PETA is absolutely opposed to breeding. In U.S. shelters alone, up to 4 million dogs, cats, puppies, and kittens are euthanized each year, simply because there aren’t enough homes for them. Given the astounding number of healthy and loving but unwanted animals, we believe that breeding more animals merely to satisfy the desire for a particular behavioral or physical trait is absurd. We do, however, encourage those who have the desire, time, and patience to take good care of an animal to rescue homeless strays or adopt animals from a shelter. In fact, most PETA staff members live with animals who have been rescued from abuse or abandonment.
 
Thank you again for your inquiry and for your concern for animals.
 
Sincerely,
 
The PETA Staff


So I replied:


Dear PETA Staff,

PETA is sometimes accused of uncivilized militancy in its advocacy of the rights of non-human animals.  I myself have occasionally felt on the fence as to whether I agree that PETA is overboard.  The alternative is that PETA is just single-mindedly zealous, in a way that deserves respect.  The one thing that would allow you to deserve that respect would be consistency.  Once you make statements like the one you just made-- that the animals many people like to domesticate would not be capable of living on their own anyway-- you surrender consistency.  I don't know where you live, but in the places I have lived, various places, there have been problems connected with "wild" cats and dogs.  They breed to their hearts' content, they prey on what they want, and sometimes, they attack people's "pets."  They are more than capable of living feral lives, and it is the people, not the dogs and cats, who are complaining.  Nobody thinks they're "cute," except the ladies (it's usually ladies) who like to leave food for them.  But looking cute or being cute is not of importance to the non-human animals.  They're more than satisfied living their feral lives.  They don't need people to pet them or cuddle them.  It's the people who seem to want that.  The non-human animals have each other, and that's all they want.  Isn't that sad for the people who wish the animals loved them?  These are often people who, by the way, will sometimes say (admit) that they get along with animals better than they do with people.  That's the people's problem, not the animals' problem.

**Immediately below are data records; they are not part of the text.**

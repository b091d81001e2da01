//! Right-hand side of the four-field drift-turbulence model in a cylinder.
//!
//! Bottom-up: differential operators and boundary policies, the azimuthal
//! filter, the Naulin potential iteration, the typestate preparation
//! pipeline and the assembler that produces `ddt(vortD, lnN, uIPar, uEPar)`.
//! Checkpoints and output datasets persist the state as NPZ archives.

pub mod assembler;
pub mod boundary;
pub mod checkpoint;
pub mod domain;
pub mod filter;
pub mod halo;
pub mod naulin;
pub mod noise;
pub mod operator_set;
pub mod operators;
pub mod pipeline;
pub mod source;
pub mod variables;

pub use assembler::{RhsAssembler, TermDiagnostics};
pub use noise::{NoiseState, StartMode};
pub use variables::{Derivatives, EvolvedVariableSet};
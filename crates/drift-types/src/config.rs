// ─────────────────────────────────────────────────────────────────────
// SCPN Drift Core — Config
// © 1998–2026 Miroslav Šotek. All rights reserved.
// Contact: www.anulum.li | protoscience@anulum.li
// ORCID: https://orcid.org/0009-0009-3560-0851
// License: GNU AGPL v3 | Commercial licensing available
// ─────────────────────────────────────────────────────────────────────
//! Run configuration for the drift-turbulence right-hand side.
//!
//! Section and key names follow the CELMA input deck (`cst.nuEI`,
//! `switch.includeNoise`, ...). Every physics key has a default; the grid
//! sizes and the domain extents do not, and `validate` reports their
//! absence before any field is allocated.

use crate::constants::{
    DEALIAS_FRACTION, DEFAULT_EXTRAPOLATION_ORDER, DEFAULT_GHOST_WIDTH, DEFAULT_NOISE_AMPLITUDE,
};
use crate::error::{DriftError, DriftResult};
use serde::{Deserialize, Serialize};

/// Top-level run configuration.
#[derive(Debug, Clone, Default, Serialize, Deserialize)]
pub struct DriftConfig {
    #[serde(default = "default_run_name")]
    pub run_name: String,
    #[serde(default)]
    pub geom: GeometryConfig,
    #[serde(default)]
    pub mesh: MeshConfig,
    #[serde(default)]
    pub cst: PhysicsConstants,
    #[serde(default)]
    pub src: SourceCoefficients,
    #[serde(default, rename = "switch")]
    pub switches: Switches,
    #[serde(default, alias = "ownOperators")]
    pub operators: OperatorConfig,
    #[serde(default)]
    pub filter: FilterConfig,
    #[serde(default)]
    pub naulin: NaulinConfig,
    #[serde(default)]
    pub boundary: BoundaryConfig,
    #[serde(default)]
    pub noise: NoiseConfig,
}

fn default_run_name() -> String {
    "celma".to_string()
}

/// Domain extents. Both are required.
#[derive(Debug, Clone, Default, Serialize, Deserialize)]
pub struct GeometryConfig {
    /// Radial extent of the column.
    #[serde(rename = "Lx", default, skip_serializing_if = "Option::is_none")]
    pub lx: Option<f64>,
    /// Parallel length of the column.
    #[serde(rename = "Ly", default, skip_serializing_if = "Option::is_none")]
    pub ly: Option<f64>,
}

/// Grid resolution. `nx`, `ny`, `nz` are required.
#[derive(Debug, Clone, Serialize, Deserialize)]
pub struct MeshConfig {
    #[serde(default, skip_serializing_if = "Option::is_none")]
    pub nx: Option<usize>,
    #[serde(default, skip_serializing_if = "Option::is_none")]
    pub ny: Option<usize>,
    #[serde(default, skip_serializing_if = "Option::is_none")]
    pub nz: Option<usize>,
    /// Radial ghost width.
    #[serde(rename = "MXG", default = "default_ghost_width")]
    pub mxg: usize,
    /// Parallel ghost width.
    #[serde(rename = "MYG", default = "default_ghost_width")]
    pub myg: usize,
}

fn default_ghost_width() -> usize {
    DEFAULT_GHOST_WIDTH
}

impl Default for MeshConfig {
    fn default() -> Self {
        MeshConfig {
            nx: None,
            ny: None,
            nz: None,
            mxg: default_ghost_width(),
            myg: default_ghost_width(),
        }
    }
}

/// Normalised physical constants and artificial viscosities.
///
/// The viscosities are given in grid units; the assembler scales them by
/// `dy²`, `dx²` and `dz⁴` at construction.
#[derive(Debug, Clone, Default, Serialize, Deserialize)]
#[serde(rename_all = "camelCase")]
pub struct PhysicsConstants {
    #[serde(default)]
    pub mu: f64,
    #[serde(default, rename = "Lambda")]
    pub lambda: f64,
    #[serde(default, rename = "nuEI")]
    pub nu_ei: f64,
    #[serde(default, rename = "nuEN")]
    pub nu_en: f64,
    #[serde(default, rename = "nuIN")]
    pub nu_in: f64,
    #[serde(default)]
    pub art_visc_par_ln_n: f64,
    #[serde(default, rename = "artViscParUEPar")]
    pub art_visc_par_ue_par: f64,
    #[serde(default, rename = "artViscParUIPar")]
    pub art_visc_par_ui_par: f64,
    #[serde(default, rename = "artViscParVortD")]
    pub art_visc_par_vort_d: f64,
    #[serde(default)]
    pub art_visc_perp_ln_n: f64,
    #[serde(default, rename = "artViscPerpUEPar")]
    pub art_visc_perp_ue_par: f64,
    #[serde(default, rename = "artViscPerpUIPar")]
    pub art_visc_perp_ui_par: f64,
    #[serde(default, rename = "artViscPerpVortD")]
    pub art_visc_perp_vort_d: f64,
    #[serde(default, rename = "artHyperAzVortD")]
    pub art_hyper_az_vort_d: f64,
}

/// Coefficients of the particle source
/// `S = a·½(1 − tanh((ρ − bRho)/cRho))·½(1 − tanh((y − bZ)/cZ))`.
#[derive(Debug, Clone, Default, Serialize, Deserialize)]
pub struct SourceCoefficients {
    #[serde(default)]
    pub a: f64,
    #[serde(default, rename = "bRho")]
    pub b_rho: f64,
    #[serde(default, rename = "bZ")]
    pub b_z: f64,
    #[serde(default, rename = "cRho")]
    pub c_rho: f64,
    #[serde(default, rename = "cZ")]
    pub c_z: f64,
}

#[derive(Debug, Clone, Serialize, Deserialize)]
#[serde(rename_all = "camelCase")]
pub struct Switches {
    #[serde(default)]
    pub use_hyper_visc_az_vort_d: bool,
    #[serde(default)]
    pub include_noise: bool,
    #[serde(default)]
    pub force_add_noise: bool,
    #[serde(default)]
    pub save_ddt: bool,
    #[serde(default = "default_true")]
    pub save_terms: bool,
}

fn default_true() -> bool {
    true
}

impl Default for Switches {
    fn default() -> Self {
        Switches {
            use_hyper_visc_az_vort_d: false,
            include_noise: false,
            force_add_noise: false,
            save_ddt: false,
            save_terms: default_true(),
        }
    }
}

/// Discretisation of ∇·(u_E·∇(n∇⊥φ)).
#[derive(Debug, Clone, Copy, Default, PartialEq, Eq, Serialize, Deserialize)]
pub enum OperatorKind {
    /// Direct finite differences of the expanded expression.
    #[default]
    #[serde(rename = "simpleStupid", alias = "directDifference")]
    DirectDifference,
    /// Single Arakawa bracket of φ with the vorticity.
    #[serde(rename = "onlyBracket")]
    OnlyBracket,
    /// Vorticity bracket plus the kinetic-energy bracket with n.
    #[serde(rename = "2Brackets", alias = "twoBrackets")]
    TwoBrackets,
}

/// What to do when a higher-order stencil does not fit in the ghost layers.
#[derive(Debug, Clone, Copy, Default, PartialEq, Eq, Serialize, Deserialize)]
#[serde(rename_all = "lowercase")]
pub enum GhostPolicy {
    #[default]
    Strict,
    Permissive,
}

#[derive(Debug, Clone, Default, Serialize, Deserialize)]
#[serde(rename_all = "camelCase")]
pub struct OperatorConfig {
    #[serde(default, rename = "type")]
    pub kind: OperatorKind,
    #[serde(default)]
    pub ghost_policy: GhostPolicy,
}

#[derive(Debug, Clone, Copy, Default, PartialEq, Eq, Serialize, Deserialize)]
#[serde(rename_all = "camelCase")]
pub enum FilterKind {
    #[serde(alias = "none")]
    NoFilter,
    #[default]
    LowPass,
}

#[derive(Debug, Clone, Default, Serialize, Deserialize)]
#[serde(rename_all = "camelCase")]
pub struct FilterConfig {
    #[serde(default, rename = "type")]
    pub kind: FilterKind,
    /// Highest retained azimuthal mode. Defaults to the 2/3 rule.
    #[serde(default, skip_serializing_if = "Option::is_none")]
    pub cutoff: Option<usize>,
    /// Lowest retained azimuthal mode.
    #[serde(default)]
    pub min_mode: usize,
}

impl FilterConfig {
    /// Cutoff mode for an azimuthal resolution of `nz` points.
    pub fn resolved_cutoff(&self, nz: usize) -> usize {
        self.cutoff
            .unwrap_or_else(|| ((nz / 2) as f64 * DEALIAS_FRACTION).floor() as usize)
    }
}

#[derive(Debug, Clone, Copy, Default, PartialEq, Eq, Serialize, Deserialize)]
#[serde(rename_all = "lowercase")]
pub enum NonConvergencePolicy {
    /// Log a warning and continue with the last iterate.
    #[default]
    Warn,
    /// Fail the evaluation.
    Abort,
}

/// Naulin fixed-point iteration controls.
#[derive(Debug, Clone, Serialize, Deserialize)]
#[serde(rename_all = "camelCase")]
pub struct NaulinConfig {
    #[serde(default = "default_max_iterations", rename = "maxIt")]
    pub max_iterations: usize,
    /// Absolute floor below which the residual is not normalised.
    #[serde(default = "default_atol")]
    pub atol: f64,
    /// Relative convergence threshold.
    #[serde(default = "default_rtol")]
    pub rtol: f64,
    #[serde(default)]
    pub non_convergence: NonConvergencePolicy,
}

fn default_max_iterations() -> usize {
    100
}
fn default_atol() -> f64 {
    1e-10
}
fn default_rtol() -> f64 {
    1e-7
}

impl Default for NaulinConfig {
    fn default() -> Self {
        NaulinConfig {
            max_iterations: default_max_iterations(),
            atol: default_atol(),
            rtol: default_rtol(),
            non_convergence: NonConvergencePolicy::default(),
        }
    }
}

/// Radial damping of the sheath outflow, `A·½(1 − tanh((ρ − ρ_edge)/w))`.
/// Uniform `A` when `rhoEdge` is absent.
#[derive(Debug, Clone, Serialize, Deserialize)]
#[serde(rename_all = "camelCase")]
pub struct DampingConfig {
    #[serde(default = "default_damping_amplitude")]
    pub amplitude: f64,
    #[serde(default, skip_serializing_if = "Option::is_none")]
    pub rho_edge: Option<f64>,
    #[serde(default = "default_damping_width")]
    pub width: f64,
}

fn default_damping_amplitude() -> f64 {
    1.0
}
fn default_damping_width() -> f64 {
    0.1
}

impl Default for DampingConfig {
    fn default() -> Self {
        DampingConfig {
            amplitude: default_damping_amplitude(),
            rho_edge: None,
            width: default_damping_width(),
        }
    }
}

#[derive(Debug, Clone, Serialize, Deserialize)]
#[serde(rename_all = "camelCase")]
pub struct BoundaryConfig {
    #[serde(default = "default_extrapolation_order")]
    pub extrapolation_order: usize,
    /// Apply the sheath condition at the lower parallel end too.
    #[serde(default)]
    pub sheath_at_lower_end: bool,
    #[serde(default, rename = "dampProf")]
    pub damping: DampingConfig,
}

fn default_extrapolation_order() -> usize {
    DEFAULT_EXTRAPOLATION_ORDER
}

impl Default for BoundaryConfig {
    fn default() -> Self {
        BoundaryConfig {
            extrapolation_order: default_extrapolation_order(),
            sheath_at_lower_end: false,
            damping: DampingConfig::default(),
        }
    }
}

#[derive(Debug, Clone, Serialize, Deserialize)]
pub struct NoiseConfig {
    #[serde(default = "default_noise_amplitude")]
    pub amplitude: f64,
    #[serde(default)]
    pub seed: u64,
}

fn default_noise_amplitude() -> f64 {
    DEFAULT_NOISE_AMPLITUDE
}

impl Default for NoiseConfig {
    fn default() -> Self {
        NoiseConfig {
            amplitude: default_noise_amplitude(),
            seed: 0,
        }
    }
}

/// Grid and extents after the required keys have been checked.
#[derive(Debug, Clone, Copy, PartialEq)]
pub struct ResolvedGrid {
    pub nx: usize,
    pub ny: usize,
    pub nz: usize,
    pub mxg: usize,
    pub myg: usize,
    pub lx: f64,
    pub ly: f64,
}

fn required<T: Copy>(value: Option<T>, key: &str) -> DriftResult<T> {
    value.ok_or_else(|| DriftError::MissingConfig(key.to_string()))
}

impl DriftConfig {
    /// Load from a JSON file.
    pub fn from_file(path: &str) -> DriftResult<Self> {
        let contents = std::fs::read_to_string(path)?;
        Self::from_json_str(&contents)
    }

    pub fn from_json_str(contents: &str) -> DriftResult<Self> {
        let config: Self = serde_json::from_str(contents)?;
        Ok(config)
    }

    pub fn to_json_string(&self) -> DriftResult<String> {
        Ok(serde_json::to_string_pretty(self)?)
    }

    /// Required grid keys, or `MissingConfig` naming the first absent one.
    pub fn grid(&self) -> DriftResult<ResolvedGrid> {
        Ok(ResolvedGrid {
            nx: required(self.mesh.nx, "mesh.nx")?,
            ny: required(self.mesh.ny, "mesh.ny")?,
            nz: required(self.mesh.nz, "mesh.nz")?,
            mxg: self.mesh.mxg,
            myg: self.mesh.myg,
            lx: required(self.geom.lx, "geom.Lx")?,
            ly: required(self.geom.ly, "geom.Ly")?,
        })
    }

    /// Check required keys and physical consistency.
    pub fn validate(&self) -> DriftResult<ResolvedGrid> {
        let grid = self.grid()?;
        if !grid.lx.is_finite() || grid.lx <= 0.0 || !grid.ly.is_finite() || grid.ly <= 0.0 {
            return Err(DriftError::ConfigError(format!(
                "domain extents must be finite and > 0, got Lx={}, Ly={}",
                grid.lx, grid.ly
            )));
        }
        if grid.nx < 2 || grid.ny < 1 {
            return Err(DriftError::ConfigError(format!(
                "grid requires nx >= 2 and ny >= 1, got nx={}, ny={}",
                grid.nx, grid.ny
            )));
        }
        if grid.nz < 4 || grid.nz % 2 != 0 {
            return Err(DriftError::ConfigError(format!(
                "nz must be even and >= 4 for the diametric axis condition, got {}",
                grid.nz
            )));
        }
        if grid.mxg < 1 || grid.myg < 1 {
            return Err(DriftError::ConfigError(format!(
                "ghost widths must be >= 1, got MXG={}, MYG={}",
                grid.mxg, grid.myg
            )));
        }
        if self.cst.nu_ei != 0.0 && self.cst.mu <= 0.0 {
            return Err(DriftError::ConfigError(format!(
                "cst.mu must be > 0 when cst.nuEI != 0 (mu={})",
                self.cst.mu
            )));
        }
        if self.src.a != 0.0 && (self.src.c_rho <= 0.0 || self.src.c_z <= 0.0) {
            return Err(DriftError::ConfigError(format!(
                "source widths must be > 0 when src.a != 0 (cRho={}, cZ={})",
                self.src.c_rho, self.src.c_z
            )));
        }
        if self.boundary.damping.rho_edge.is_some() && self.boundary.damping.width <= 0.0 {
            return Err(DriftError::ConfigError(format!(
                "dampProf.width must be > 0, got {}",
                self.boundary.damping.width
            )));
        }
        if self.boundary.extrapolation_order < 1 {
            return Err(DriftError::ConfigError(
                "boundary.extrapolationOrder must be >= 1".to_string(),
            ));
        }
        if self.naulin.max_iterations == 0 || self.naulin.rtol <= 0.0 || self.naulin.atol < 0.0 {
            return Err(DriftError::ConfigError(format!(
                "invalid Naulin controls: maxIt={}, rtol={}, atol={}",
                self.naulin.max_iterations, self.naulin.rtol, self.naulin.atol
            )));
        }
        let cutoff = self.filter.resolved_cutoff(grid.nz);
        if self.filter.kind == FilterKind::LowPass && self.filter.min_mode > cutoff {
            return Err(DriftError::ConfigError(format!(
                "filter.minMode={} exceeds cutoff={}",
                self.filter.min_mode, cutoff
            )));
        }
        Ok(grid)
    }
}
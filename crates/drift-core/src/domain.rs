// ─────────────────────────────────────────────────────────────────────
// SCPN Drift Core — Parallel Domain Decomposition
// © 1998–2026 Miroslav Šotek. All rights reserved.
// Contact: www.anulum.li | protoscience@anulum.li
// ORCID: https://orcid.org/0009-0009-3560-0851
// License: GNU AGPL v3 | Commercial licensing available
// ─────────────────────────────────────────────────────────────────────
//! Splitting of the parallel (y) extent into slabs with halo rows.
//!
//! Each slab keeps the full radial and azimuthal extent and `myg` halo
//! rows on either side. Interior slab faces are filled by the exchange;
//! the outermost slabs keep the physical parallel ghosts.
//!
//! [`SlabExchange`] runs one slab per thread and moves halo rows and
//! reductions over channels between neighbouring slabs.

use crate::halo::HaloExchange;
use crossbeam_channel::{unbounded, Receiver, Sender};
use drift_types::error::{DriftError, DriftResult};
use drift_types::field::Field3D;
use drift_types::mesh::Mesh3D;
use ndarray::{s, Array3};

#[derive(Debug, Clone, PartialEq, Eq)]
pub struct DomainSlice {
    pub rank: usize,
    pub nranks: usize,
    pub global_ny: usize,
    pub local_ny: usize,
    pub halo: usize,
    pub y_start: usize,
    pub y_end: usize,
}

impl DomainSlice {
    pub fn has_lower_neighbor(&self) -> bool {
        self.rank > 0
    }

    pub fn has_upper_neighbor(&self) -> bool {
        self.rank + 1 < self.nranks
    }

    /// Local mesh of this slab.
    pub fn mesh(&self, global: &Mesh3D) -> DriftResult<Mesh3D> {
        global.slab(self.y_start, self.local_ny)
    }
}

/// Contiguous balanced split of `global_ny` interior rows over `nranks`.
pub fn decompose_y(global_ny: usize, nranks: usize, halo: usize) -> DriftResult<Vec<DomainSlice>> {
    if nranks < 1 {
        return Err(DriftError::PhysicsViolation(
            "decomposition requires nranks >= 1".to_string(),
        ));
    }
    if global_ny < nranks * halo.max(1) {
        return Err(DriftError::PhysicsViolation(format!(
            "cannot split ny={global_ny} across {nranks} ranks with {halo} halo rows"
        )));
    }

    let base = global_ny / nranks;
    let rem = global_ny % nranks;
    let mut out = Vec::with_capacity(nranks);
    let mut cursor = 0usize;
    for rank in 0..nranks {
        let local_ny = base + usize::from(rank < rem);
        let y_start = cursor;
        let y_end = y_start + local_ny;
        cursor = y_end;
        out.push(DomainSlice {
            rank,
            nranks,
            global_ny,
            local_ny,
            halo,
            y_start,
            y_end,
        });
    }
    Ok(out)
}

fn check_slices(global: &Mesh3D, slices: &[DomainSlice]) -> DriftResult<()> {
    if slices.is_empty() {
        return Err(DriftError::PhysicsViolation(
            "no slices provided".to_string(),
        ));
    }
    for sdef in slices {
        if sdef.global_ny != global.ny || sdef.halo != global.myg {
            return Err(DriftError::PhysicsViolation(format!(
                "slice {} built for ny={} halo={}, mesh has ny={} myg={}",
                sdef.rank, sdef.global_ny, sdef.halo, global.ny, global.myg
            )));
        }
        if sdef.y_start >= sdef.y_end || sdef.y_end > sdef.global_ny {
            return Err(DriftError::PhysicsViolation(format!(
                "invalid slice bounds y_start={} y_end={} global_ny={}",
                sdef.y_start, sdef.y_end, sdef.global_ny
            )));
        }
    }
    Ok(())
}

/// Copy each slab, including `halo` rows on either side, out of `global`.
pub fn split_with_halo(
    global: &Field3D,
    mesh: &Mesh3D,
    slices: &[DomainSlice],
) -> DriftResult<Vec<Field3D>> {
    check_slices(mesh, slices)?;
    if global.dim() != mesh.shape() {
        return Err(DriftError::ShapeMismatch {
            expected: mesh.shape(),
            found: global.dim(),
        });
    }
    let mut out = Vec::with_capacity(slices.len());
    for sdef in slices {
        // storage row y_start of the slab is global storage row y_start
        let rows = sdef.y_start..sdef.y_end + 2 * sdef.halo;
        let block = global.data().slice(s![.., rows, ..]).to_owned();
        out.push(global.like(block));
    }
    Ok(out)
}

/// Reassemble the interior rows, plus the physical ghosts of the end slabs.
pub fn stitch_without_halo(
    locals: &[Field3D],
    mesh: &Mesh3D,
    slices: &[DomainSlice],
) -> DriftResult<Field3D> {
    check_slices(mesh, slices)?;
    if locals.len() != slices.len() {
        return Err(DriftError::PhysicsViolation(format!(
            "locals/slices mismatch: {} vs {}",
            locals.len(),
            slices.len()
        )));
    }
    let mut global = locals[0].like(ndarray::Array3::zeros(mesh.shape()));
    for (local, sdef) in locals.iter().zip(slices.iter()) {
        let expected = (mesh.shape().0, sdef.local_ny + 2 * sdef.halo, mesh.nz);
        if local.dim() != expected {
            return Err(DriftError::ShapeMismatch {
                expected,
                found: local.dim(),
            });
        }
        let lo = if sdef.has_lower_neighbor() { sdef.halo } else { 0 };
        let hi = if sdef.has_upper_neighbor() {
            sdef.halo + sdef.local_ny
        } else {
            2 * sdef.halo + sdef.local_ny
        };
        global
            .data_mut()
            .slice_mut(s![.., sdef.y_start + lo..sdef.y_start + hi, ..])
            .assign(&local.data().slice(s![.., lo..hi, ..]));
    }
    Ok(global)
}

/// Exchange halo rows between neighbouring slabs held in one process.
pub fn serial_halo_exchange(locals: &mut [Field3D], slices: &[DomainSlice]) -> DriftResult<()> {
    if locals.len() != slices.len() {
        return Err(DriftError::PhysicsViolation(format!(
            "locals/slices mismatch: {} vs {}",
            locals.len(),
            slices.len()
        )));
    }
    let mut from_top = Vec::with_capacity(locals.len());
    let mut from_bottom = Vec::with_capacity(locals.len());
    for (local, sdef) in locals.iter().zip(slices.iter()) {
        let h = sdef.halo;
        if local.dim().1 != sdef.local_ny + 2 * h || sdef.local_ny < h {
            return Err(DriftError::PhysicsViolation(format!(
                "slab {} has {} rows, cannot provide {h} halo rows",
                sdef.rank,
                local.dim().1
            )));
        }
        let d = local.data();
        from_bottom.push(d.slice(s![.., h..2 * h, ..]).to_owned());
        from_top.push(d.slice(s![.., sdef.local_ny..sdef.local_ny + h, ..]).to_owned());
    }
    for (i, (local, sdef)) in locals.iter_mut().zip(slices.iter()).enumerate() {
        let h = sdef.halo;
        if sdef.has_lower_neighbor() {
            local
                .data_mut()
                .slice_mut(s![.., 0..h, ..])
                .assign(&from_top[i - 1]);
        }
        if sdef.has_upper_neighbor() {
            let top = sdef.local_ny + h;
            local
                .data_mut()
                .slice_mut(s![.., top..top + h, ..])
                .assign(&from_bottom[i + 1]);
        }
    }
    Ok(())
}

// ── Threaded Exchange ────────────────────────────────────────────────

#[derive(Debug)]
enum Message {
    Rows(Vec<Array3<f64>>),
    Value(f64),
}

/// Both directions of the channel pair to one neighbouring slab.
#[derive(Debug)]
struct Link {
    peer: usize,
    tx: Sender<Message>,
    rx: Receiver<Message>,
}

impl Link {
    fn send(&self, message: Message) -> DriftResult<()> {
        self.tx
            .send(message)
            .map_err(|_| DriftError::Communication(format!("slab {} hung up", self.peer)))
    }

    fn recv(&self) -> DriftResult<Message> {
        self.rx
            .recv()
            .map_err(|_| DriftError::Communication(format!("slab {} hung up", self.peer)))
    }

    fn recv_rows(&self, count: usize) -> DriftResult<Vec<Array3<f64>>> {
        match self.recv()? {
            Message::Rows(rows) if rows.len() == count => Ok(rows),
            other => Err(DriftError::Communication(format!(
                "expected {count} halo blocks from slab {}, got {other:?}",
                self.peer
            ))),
        }
    }

    fn recv_value(&self) -> DriftResult<f64> {
        match self.recv()? {
            Message::Value(v) => Ok(v),
            other => Err(DriftError::Communication(format!(
                "expected a reduction value from slab {}, got {other:?}",
                self.peer
            ))),
        }
    }
}

fn nan_max(a: f64, b: f64) -> f64 {
    if a.is_nan() || b.is_nan() {
        f64::NAN
    } else {
        a.max(b)
    }
}

/// Halo exchange for one slab of a y-decomposed domain.
///
/// Every slab must issue the same sequence of collective calls; messages
/// on each link are matched in order.
#[derive(Debug)]
pub struct SlabExchange {
    slice: DomainSlice,
    lower: Option<Link>,
    upper: Option<Link>,
}

impl SlabExchange {
    pub fn slice(&self) -> &DomainSlice {
        &self.slice
    }

    fn check_rows(&self, field: &Field3D) -> DriftResult<()> {
        let rows = field.dim().1;
        if rows != self.slice.local_ny + 2 * self.slice.halo {
            return Err(DriftError::Communication(format!(
                "slab {} got '{}' with {rows} rows, expected {}",
                self.slice.rank,
                field.name(),
                self.slice.local_ny + 2 * self.slice.halo
            )));
        }
        Ok(())
    }
}

/// Connected exchanges for `slices`, one per slab, in rank order.
pub fn slab_exchanges(slices: &[DomainSlice]) -> DriftResult<Vec<SlabExchange>> {
    for (rank, sdef) in slices.iter().enumerate() {
        if sdef.rank != rank || sdef.nranks != slices.len() {
            return Err(DriftError::PhysicsViolation(format!(
                "slice {rank} claims rank {} of {}",
                sdef.rank, sdef.nranks
            )));
        }
    }
    let mut exchanges: Vec<SlabExchange> = slices
        .iter()
        .map(|sdef| SlabExchange {
            slice: sdef.clone(),
            lower: None,
            upper: None,
        })
        .collect();
    for rank in 1..exchanges.len() {
        let (up_tx, up_rx) = unbounded();
        let (down_tx, down_rx) = unbounded();
        exchanges[rank - 1].upper = Some(Link {
            peer: rank,
            tx: up_tx,
            rx: down_rx,
        });
        exchanges[rank].lower = Some(Link {
            peer: rank - 1,
            tx: down_tx,
            rx: up_rx,
        });
    }
    Ok(exchanges)
}

impl HaloExchange for SlabExchange {
    fn communicate(&self, fields: &mut [&mut Field3D]) -> DriftResult<()> {
        let h = self.slice.halo;
        let ny = self.slice.local_ny;
        let count = fields.len();
        for f in fields.iter() {
            self.check_rows(f)?;
        }
        if let Some(lower) = &self.lower {
            let rows = fields.iter().map(|f| f.data().slice(s![.., h..2 * h, ..]).to_owned());
            lower.send(Message::Rows(rows.collect()))?;
        }
        if let Some(upper) = &self.upper {
            let rows = fields.iter().map(|f| f.data().slice(s![.., ny..ny + h, ..]).to_owned());
            upper.send(Message::Rows(rows.collect()))?;
        }
        if let Some(lower) = &self.lower {
            for (f, rows) in fields.iter_mut().zip(lower.recv_rows(count)?) {
                f.data_mut().slice_mut(s![.., 0..h, ..]).assign(&rows);
            }
        }
        if let Some(upper) = &self.upper {
            for (f, rows) in fields.iter_mut().zip(upper.recv_rows(count)?) {
                f.data_mut().slice_mut(s![.., ny + h..ny + 2 * h, ..]).assign(&rows);
            }
        }
        Ok(())
    }

    fn synchronize_status(&self, status: DriftResult<()>) -> DriftResult<()> {
        let failed = self.global_max(if status.is_err() { 1.0 } else { 0.0 })?;
        match status {
            Ok(()) if failed > 0.0 => Err(DriftError::Communication(format!(
                "right-hand side failed on another slab (seen from slab {})",
                self.slice.rank
            ))),
            other => other,
        }
    }

    /// Chain reduction up to the last slab, then broadcast back down.
    fn global_max(&self, local: f64) -> DriftResult<f64> {
        let mut value = local;
        if let Some(lower) = &self.lower {
            value = nan_max(value, lower.recv_value()?);
        }
        if let Some(upper) = &self.upper {
            upper.send(Message::Value(value))?;
            value = upper.recv_value()?;
        }
        if let Some(lower) = &self.lower {
            lower.send(Message::Value(value))?;
        }
        Ok(value)
    }
}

I happen to be a psychiatrist.  One of my old friends quotes a professor of his on the matter of mental health treaters having sex with their patients: "get your lovin' some place else."  So it goes with people who want pets to love them.  Get yourself a person, and figure out how to love and be loved by them.  Don't domesticate animals and convince yourself that the animal loves you or needs you, by depriving them of what they really want and offering yourself instead.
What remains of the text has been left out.